DATA PROVIDED ->
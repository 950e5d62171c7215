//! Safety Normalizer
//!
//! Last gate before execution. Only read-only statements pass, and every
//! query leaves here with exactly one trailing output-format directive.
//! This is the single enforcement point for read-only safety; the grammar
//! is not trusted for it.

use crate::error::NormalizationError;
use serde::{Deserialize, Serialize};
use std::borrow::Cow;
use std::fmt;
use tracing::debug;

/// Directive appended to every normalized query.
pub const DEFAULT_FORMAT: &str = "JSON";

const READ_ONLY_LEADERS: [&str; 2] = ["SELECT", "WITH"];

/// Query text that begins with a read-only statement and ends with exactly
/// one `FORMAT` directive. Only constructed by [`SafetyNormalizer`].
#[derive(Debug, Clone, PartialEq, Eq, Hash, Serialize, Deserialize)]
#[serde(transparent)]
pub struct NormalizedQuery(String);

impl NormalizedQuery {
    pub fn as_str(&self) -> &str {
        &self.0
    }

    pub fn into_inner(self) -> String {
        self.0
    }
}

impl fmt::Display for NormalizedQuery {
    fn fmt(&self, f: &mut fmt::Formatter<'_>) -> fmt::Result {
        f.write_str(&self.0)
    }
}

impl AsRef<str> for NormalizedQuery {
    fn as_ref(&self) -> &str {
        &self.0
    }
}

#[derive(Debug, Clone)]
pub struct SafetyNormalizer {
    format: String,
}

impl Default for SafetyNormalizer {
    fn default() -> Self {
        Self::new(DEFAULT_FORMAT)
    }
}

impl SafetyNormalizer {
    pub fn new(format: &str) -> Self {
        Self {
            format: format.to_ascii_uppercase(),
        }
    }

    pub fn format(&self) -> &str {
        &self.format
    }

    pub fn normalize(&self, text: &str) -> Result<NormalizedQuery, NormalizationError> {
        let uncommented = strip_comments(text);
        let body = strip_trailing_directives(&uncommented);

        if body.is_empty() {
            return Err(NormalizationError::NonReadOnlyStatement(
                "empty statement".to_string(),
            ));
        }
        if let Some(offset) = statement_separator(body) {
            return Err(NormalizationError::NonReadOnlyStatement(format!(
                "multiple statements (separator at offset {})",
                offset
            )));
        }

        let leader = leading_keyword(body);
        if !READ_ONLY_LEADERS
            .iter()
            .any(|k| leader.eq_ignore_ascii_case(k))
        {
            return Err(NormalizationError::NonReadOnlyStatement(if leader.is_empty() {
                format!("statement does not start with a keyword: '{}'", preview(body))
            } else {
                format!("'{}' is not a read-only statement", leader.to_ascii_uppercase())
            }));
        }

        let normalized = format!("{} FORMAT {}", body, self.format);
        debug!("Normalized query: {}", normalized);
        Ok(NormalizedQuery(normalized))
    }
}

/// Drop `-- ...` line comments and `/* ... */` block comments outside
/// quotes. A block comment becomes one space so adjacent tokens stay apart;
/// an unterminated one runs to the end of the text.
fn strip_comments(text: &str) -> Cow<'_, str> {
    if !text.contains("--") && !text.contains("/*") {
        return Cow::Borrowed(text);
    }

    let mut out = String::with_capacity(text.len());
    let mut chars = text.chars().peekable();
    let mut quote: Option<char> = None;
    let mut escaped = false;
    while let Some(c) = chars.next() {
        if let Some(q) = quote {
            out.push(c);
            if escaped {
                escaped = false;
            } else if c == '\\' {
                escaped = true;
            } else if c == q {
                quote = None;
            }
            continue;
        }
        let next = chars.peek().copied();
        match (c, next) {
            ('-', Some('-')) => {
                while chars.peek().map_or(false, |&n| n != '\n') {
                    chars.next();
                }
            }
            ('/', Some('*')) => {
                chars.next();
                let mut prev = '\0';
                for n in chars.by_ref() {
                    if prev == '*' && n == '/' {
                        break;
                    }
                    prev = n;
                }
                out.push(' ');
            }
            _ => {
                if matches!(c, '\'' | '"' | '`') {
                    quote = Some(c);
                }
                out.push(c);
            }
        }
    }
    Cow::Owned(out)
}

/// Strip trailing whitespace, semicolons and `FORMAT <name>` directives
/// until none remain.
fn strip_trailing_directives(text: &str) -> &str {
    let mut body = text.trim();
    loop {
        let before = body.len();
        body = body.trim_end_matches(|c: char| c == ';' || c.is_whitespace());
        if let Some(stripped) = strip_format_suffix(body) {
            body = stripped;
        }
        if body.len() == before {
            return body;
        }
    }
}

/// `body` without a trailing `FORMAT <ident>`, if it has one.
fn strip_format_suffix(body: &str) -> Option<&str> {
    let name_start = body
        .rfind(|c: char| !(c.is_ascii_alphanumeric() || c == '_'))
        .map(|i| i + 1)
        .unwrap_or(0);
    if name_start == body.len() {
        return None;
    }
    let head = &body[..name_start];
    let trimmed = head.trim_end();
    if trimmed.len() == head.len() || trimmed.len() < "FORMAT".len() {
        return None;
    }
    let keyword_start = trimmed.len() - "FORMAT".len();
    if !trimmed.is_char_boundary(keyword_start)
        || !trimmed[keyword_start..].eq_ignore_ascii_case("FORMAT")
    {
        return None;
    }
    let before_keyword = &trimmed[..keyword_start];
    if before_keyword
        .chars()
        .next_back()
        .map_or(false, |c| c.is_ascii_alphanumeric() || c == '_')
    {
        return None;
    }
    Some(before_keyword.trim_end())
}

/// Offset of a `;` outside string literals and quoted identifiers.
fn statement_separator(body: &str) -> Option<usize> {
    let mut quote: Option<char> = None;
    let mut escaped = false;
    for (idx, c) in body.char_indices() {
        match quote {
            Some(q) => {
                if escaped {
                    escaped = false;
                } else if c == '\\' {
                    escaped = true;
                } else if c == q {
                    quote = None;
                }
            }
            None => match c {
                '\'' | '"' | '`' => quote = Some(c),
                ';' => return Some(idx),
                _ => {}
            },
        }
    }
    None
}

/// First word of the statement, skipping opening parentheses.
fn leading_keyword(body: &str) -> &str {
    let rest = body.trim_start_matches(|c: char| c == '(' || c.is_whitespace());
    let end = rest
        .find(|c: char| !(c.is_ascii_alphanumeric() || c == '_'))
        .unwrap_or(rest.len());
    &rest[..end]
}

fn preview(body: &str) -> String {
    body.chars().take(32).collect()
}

EXERCISE GOAL ->
Retype, exactly as written, everything from the first line of the data above through the line containing "use tracing::debug;". Nothing else should appear.

RESPONSE BOX ->
repository 950e5d62171c7215
//! Safety Normalizer
//!
//! Last gate before execution. Only read-only statements pass, and every
//! query leaves here with exactly one trailing output-format directive.
//! This is the single enforcement point for read-only safety; the grammar
//! is not trusted for it.

use crate::error::NormalizationError;
use serde::{Deserialize, Serialize};
use std::borrow::Cow;
use std::fmt;
use tracing::debug;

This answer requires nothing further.